Pétrole: les inquiétudes sur la demande baissent les prix

Pétrole, prix, chute des stocks aux Etats-Unis, OPEP+,

-Chute des stocks de brut et d’essence aux États-Unis – EIA
-Les données des usines chinoises déçoivent
-L’OPEP+ envisage une réduction de la production

NEW YORK, 31 août (Reuters) – Les prix du pétrole ont prolongé leur baisse mercredi, entraînés par les craintes que l’économie mondiale ne ralentisse davantage avec de nouvelles restrictions pour freiner le COVID-19 en Chine.

Les contrats à terme sur le brut Brent pour octobre doivent expirer mercredi, se sont établis à 96,49 $, en baisse de 2,82 $ le baril, ou 2,8 %. Le contrat de novembre plus actif a perdu 2,20 $ à 95,64 $ le baril. Les contrats à terme sur le brut américain West Texas Intermediate (WTI) ont terminé en baisse de 2,09 $, ou 2,3 ​​%, à 89,55 $ le baril.

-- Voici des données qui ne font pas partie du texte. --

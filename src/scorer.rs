//! Receipt Scorer - Main coordinator for scoring receipts
//!
//! Parses the receipt's text fields according to the configured
//! [`FieldPolicy`], runs all 7 rules and sums their points. The scorer holds
//! no state beyond its policy and can be shared freely across threads.

use crate::error::ScoringError;
use crate::receipt::Receipt;
use crate::rules::*;
use crate::utils::{parse_amount, parse_purchase_date, parse_purchase_time};
use chrono::{NaiveDate, NaiveTime};
use rust_decimal::Decimal;
use std::fmt;
use std::str::FromStr;

/// How unparseable numeric, date and time fields are treated
#[derive(Debug, Clone, Copy, PartialEq, Eq, Default)]
pub enum FieldPolicy {
    /// Reject the receipt with a [`ScoringError`]
    #[default]
    Strict,
    /// Substitute a zero value and keep scoring: amounts become 0,
    /// dates become 0001-01-01 and times become 00:00
    Lenient,
}

impl FromStr for FieldPolicy {
    type Err = String;

    fn from_str(s: &str) -> Result<Self, Self::Err> {
        match s.trim().to_ascii_lowercase().as_str() {
            "strict" => Ok(FieldPolicy::Strict),
            "lenient" => Ok(FieldPolicy::Lenient),
            other => Err(format!("unknown field policy {:?} (expected strict or lenient)", other)),
        }
    }
}

impl fmt::Display for FieldPolicy {
    fn fmt(&self, f: &mut fmt::Formatter<'_>) -> fmt::Result {
        match self {
            FieldPolicy::Strict => f.write_str("strict"),
            FieldPolicy::Lenient => f.write_str("lenient"),
        }
    }
}

/// Receipt score result
#[derive(Debug, Clone, Copy, PartialEq, Eq)]
pub struct ReceiptScore {
    pub points: u64,
    /// Points per rule, in rule order (R1-R7)
    pub rules: [u64; RULE_COUNT],
}

/// Fields parsed out of a receipt, ready for rule evaluation
struct ParsedFields<'a> {
    total: Decimal,
    purchase_date: NaiveDate,
    purchase_time: NaiveTime,
    items: Vec<PricedItem<'a>>,
}

/// Main receipt scorer
#[derive(Debug, Clone, Default)]
pub struct ReceiptScorer {
    policy: FieldPolicy,
}

impl ReceiptScorer {
    pub fn new(policy: FieldPolicy) -> Self {
        Self { policy }
    }

    pub fn policy(&self) -> FieldPolicy {
        self.policy
    }

    /// Score a receipt
    ///
    /// Deterministic: the same receipt always yields the same score. Fails
    /// only under [`FieldPolicy::Strict`], when a field cannot be parsed.
    pub fn score(&self, receipt: &Receipt) -> Result<ReceiptScore, ScoringError> {
        let fields = self.parse_fields(receipt)?;

        let rules = [
            calculate_r1(&receipt.retailer),
            calculate_r2(fields.total),
            calculate_r3(fields.total),
            calculate_r4(receipt.items.len()),
            calculate_r5(&fields.items)?,
            calculate_r6(fields.purchase_date),
            calculate_r7(fields.purchase_time),
        ];
        let points = rules.iter().fold(0u64, |acc, p| acc.saturating_add(*p));

        tracing::debug!(
            "Scored receipt from {:?}: {} points {:?}",
            receipt.retailer,
            points,
            rules
        );

        Ok(ReceiptScore { points, rules })
    }

    fn parse_fields<'a>(&self, receipt: &'a Receipt) -> Result<ParsedFields<'a>, ScoringError> {
        let total = self.resolve(
            parse_amount(&receipt.total),
            Decimal::ZERO,
            || ScoringError::InvalidTotal(receipt.total.clone()),
        )?;

        let purchase_date = self.resolve(
            parse_purchase_date(&receipt.purchase_date),
            fallback_date(),
            || ScoringError::InvalidPurchaseDate(receipt.purchase_date.clone()),
        )?;

        let purchase_time = self.resolve(
            parse_purchase_time(&receipt.purchase_time),
            NaiveTime::MIN,
            || ScoringError::InvalidPurchaseTime(receipt.purchase_time.clone()),
        )?;

        let items = receipt
            .items
            .iter()
            .enumerate()
            .map(|(index, item)| -> Result<PricedItem<'a>, ScoringError> {
                let price = self.resolve(parse_amount(&item.price), Decimal::ZERO, || {
                    ScoringError::InvalidPrice {
                        index,
                        price: item.price.clone(),
                    }
                })?;
                Ok(PricedItem {
                    short_description: &item.short_description,
                    price,
                })
            })
            .collect::<Result<Vec<_>, ScoringError>>()?;

        Ok(ParsedFields {
            total,
            purchase_date,
            purchase_time,
            items,
        })
    }

    /// Apply the field policy to a parse result
    fn resolve<T>(
        &self,
        parsed: Option<T>,
        fallback: T,
        error: impl FnOnce() -> ScoringError,
    ) -> Result<T, ScoringError> {
        match (parsed, self.policy) {
            (Some(value), _) => Ok(value),
            (None, FieldPolicy::Strict) => Err(error()),
            (None, FieldPolicy::Lenient) => {
                tracing::warn!("Substituting zero value: {}", error());
                Ok(fallback)
            }
        }
    }
}

/// Zero date used by the lenient policy (day 1, which is odd)
fn fallback_date() -> NaiveDate {
    NaiveDate::from_ymd_opt(1, 1, 1).unwrap_or(NaiveDate::MIN)
}
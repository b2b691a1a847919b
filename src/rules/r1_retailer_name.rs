//! RULE 1: RETAILER NAME DENSITY
//!
//! One point for every ASCII letter or digit in the retailer name. Spaces,
//! punctuation and non-ASCII characters earn nothing.

/// Calculate R1: one point per alphanumeric character
pub fn calculate_r1(retailer: &str) -> u64 {
    retailer.chars().filter(char::is_ascii_alphanumeric).count() as u64
}
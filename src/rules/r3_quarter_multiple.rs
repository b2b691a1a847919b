//! RULE 3: QUARTER MULTIPLE TOTAL
//!
//! 25 points if the total is an exact multiple of 0.25, checked as
//! `(total * 100) mod 25 == 0`. Independent of rule 2: a round total earns
//! both bonuses.
//!
//! Whole dollars are always quarter multiples, so only the cents part is
//! scaled. `fract() * 100` stays below 100 and cannot overflow.

use rust_decimal::Decimal;

pub const QUARTER_MULTIPLE_POINTS: u64 = 25;

/// Calculate R3: 25 points when `total` is a multiple of 0.25
pub fn calculate_r3(total: Decimal) -> u64 {
    let cents = total.fract() * Decimal::ONE_HUNDRED;
    if (cents % Decimal::from(25)).is_zero() {
        QUARTER_MULTIPLE_POINTS
    } else {
        0
    }
}

#[cfg(test)]
mod tests {
    use super::*;
    use std::str::FromStr;

    fn amount(s: &str) -> Decimal {
        Decimal::from_str(s).unwrap()
    }

    #[test]
    fn test_quarter_multiples() {
        assert_eq!(calculate_r3(amount("100.00")), 25);
        assert_eq!(calculate_r3(amount("100.25")), 25);
        assert_eq!(calculate_r3(amount("100.50")), 25);
        assert_eq!(calculate_r3(amount("100.75")), 25);
        assert_eq!(calculate_r3(amount("9.00")), 25);
        assert_eq!(calculate_r3(amount("-1.25")), 25);
    }

    #[test]
    fn test_non_multiples() {
        assert_eq!(calculate_r3(amount("100.10")), 0);
        assert_eq!(calculate_r3(amount("35.35")), 0);
        // Sub-cent remainder must not be rounded away
        assert_eq!(calculate_r3(amount("100.255")), 0);
        assert_eq!(calculate_r3(amount("-0.10")), 0);
    }

    #[test]
    fn test_extreme_totals_do_not_overflow() {
        assert_eq!(calculate_r3(Decimal::MAX), 25);
        assert_eq!(calculate_r3(Decimal::MIN), 25);
        assert_eq!(calculate_r3(amount("1000000000000000000000000000.00")), 25);
        assert_eq!(calculate_r3(amount("1000000000000000000000000.10")), 0);
        assert_eq!(calculate_r3(amount("0.0000000000000000000000000025")), 0);
    }
}
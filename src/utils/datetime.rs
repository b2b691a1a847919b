//! Purchase date and time parsing
//!
//! Only the zero-padded forms `YYYY-MM-DD` and `HH:MM` are accepted. The
//! layout is checked byte by byte before chrono validates the values, since
//! chrono alone also takes forms like `2022-1-1`, `+2022-01-01` or `9:5`.

use chrono::{NaiveDate, NaiveTime};

const DATE_FORMAT: &str = "%Y-%m-%d";
const TIME_FORMAT: &str = "%H:%M";

// `d` = ASCII digit, anything else must match literally
const DATE_LAYOUT: &[u8] = b"dddd-dd-dd";
const TIME_LAYOUT: &[u8] = b"dd:dd";

fn matches_layout(text: &str, layout: &[u8]) -> bool {
    text.len() == layout.len()
        && text.bytes().zip(layout).all(|(b, &l)| match l {
            b'd' => b.is_ascii_digit(),
            _ => b == l,
        })
}

/// Parse an ISO calendar date (`YYYY-MM-DD`).
pub fn parse_purchase_date(text: &str) -> Option<NaiveDate> {
    if !matches_layout(text, DATE_LAYOUT) {
        return None;
    }
    NaiveDate::parse_from_str(text, DATE_FORMAT).ok()
}

/// Parse a 24-hour time of day (`HH:MM`).
pub fn parse_purchase_time(text: &str) -> Option<NaiveTime> {
    if !matches_layout(text, TIME_LAYOUT) {
        return None;
    }
    NaiveTime::parse_from_str(text, TIME_FORMAT).ok()
}

#[cfg(test)]
mod tests {
    use super::*;

    #[test]
    fn test_parse_purchase_date() {
        assert_eq!(
            parse_purchase_date("2022-01-01"),
            NaiveDate::from_ymd_opt(2022, 1, 1)
        );
        assert_eq!(
            parse_purchase_date("2022-03-20"),
            NaiveDate::from_ymd_opt(2022, 3, 20)
        );
        assert_eq!(parse_purchase_date("2022-02-30"), None);
        assert_eq!(parse_purchase_date("01/02/2022"), None);
        assert_eq!(parse_purchase_date(""), None);
    }

    #[test]
    fn test_date_requires_zero_padding() {
        assert_eq!(parse_purchase_date("2022-1-1"), None);
        assert_eq!(parse_purchase_date("2022-01-1"), None);
        assert_eq!(parse_purchase_date("+2022-01-01"), None);
        assert_eq!(parse_purchase_date("22-01-01"), None);
        assert_eq!(parse_purchase_date("2022-01-01 "), None);
        assert_eq!(parse_purchase_date("２022-01-01"), None);
    }

    #[test]
    fn test_parse_purchase_time() {
        assert_eq!(parse_purchase_time("13:01"), NaiveTime::from_hms_opt(13, 1, 0));
        assert_eq!(parse_purchase_time("00:00"), NaiveTime::from_hms_opt(0, 0, 0));
        assert_eq!(parse_purchase_time("24:00"), None);
        assert_eq!(parse_purchase_time("12:60"), None);
        assert_eq!(parse_purchase_time("2pm"), None);
        assert_eq!(parse_purchase_time(""), None);
    }

    #[test]
    fn test_time_requires_zero_padding() {
        assert_eq!(parse_purchase_time("9:5"), None);
        assert_eq!(parse_purchase_time("9:05"), None);
        assert_eq!(parse_purchase_time("09:5"), None);
        assert_eq!(parse_purchase_time("09:05"), NaiveTime::from_hms_opt(9, 5, 0));
        assert_eq!(parse_purchase_time("14:00:00"), None);
    }
}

« La faiblesse de la Chine a joué un rôle important » dans la baisse des prix, a déclaré Harry Altham, analyste énergétique pour l’EMEA et l’Asie chez StoneX Group à Londres. « Il y a des craintes de destruction de la demande dans tout l’Occident alors que les taux d’intérêt augmentent et que les craintes d’inflation s’emparent des économies occidentales. »

Le marché a été principalement préoccupé par l’insuffisance de l’offre dans les mois qui ont suivi l’invasion de l’Ukraine par la Russie et alors que l’OPEP luttait pour augmenter sa production. Cela a conduit les contrats à court terme à une forte prime par rapport aux contrats à terme plus tardifs plus tôt cette année, mais cette tendance s’est quelque peu inversée à mesure que la production a augmenté.

L’OPEP et les États-Unis ont vu la production atteindre ses niveaux les plus élevés depuis les premiers jours de la pandémie de coronavirus, la production de l’OPEP atteignant 29,6 millions de barils par jour (bpj) au cours du mois le plus récent, selon une enquête de Reuters, tandis que la production américaine est passée à 11,82 millions de bpj en juin. Les deux sont à leur plus haut niveau depuis avril 2020.

« La crainte qu’il y ait un ralentissement ici et aussi le potentiel ici d’augmentations supplémentaires de l’offre à venir exerce une certaine pression sur le marché », a déclaré Mike Sabo, stratège du marché chez RJO Futures à Chicago.

Le Comité technique conjoint de l’Organisation des pays exportateurs de pétrole (OPEP) et ses alliés, appelés ensemble OPEP+, a déclaré qu’il prévoyait désormais un excédent de pétrole cette année de 400 000 bpj, en hausse de 100 000 bpj par rapport à ses prévisions du mois précédent.

Certains membres de l’OPEP+ ont appelé à des réductions. Le groupe doit ensuite se réunir le 5 septembre dans un contexte d’affaiblissement de la demande en Asie qui a incité l’Arabie saoudite à baisser ses prix de vente officiels dans cette région.

Les stocks de brut américains ont chuté de 3,3 millions de barils, a annoncé mercredi l’Administration américaine de l’information sur l’énergie, tandis que les stocks d’essence ont baissé de 1,2 million de barils.

L’activité des usines chinoises a prolongé la baisse en août en raison de nouvelles infections au COVID, de la pire vague de chaleur depuis des décennies et d’un secteur immobilier en difficulté qui a pesé sur la production, ce qui suggère que l’économie aura du mal à maintenir son élan.

Mercredi, certaines parties de la ville de Guangzhou, dans le sud de la Chine, ont imposé des restrictions COVID, rejoignant le centre technologique de Shenzhen pour lutter contre les flambées.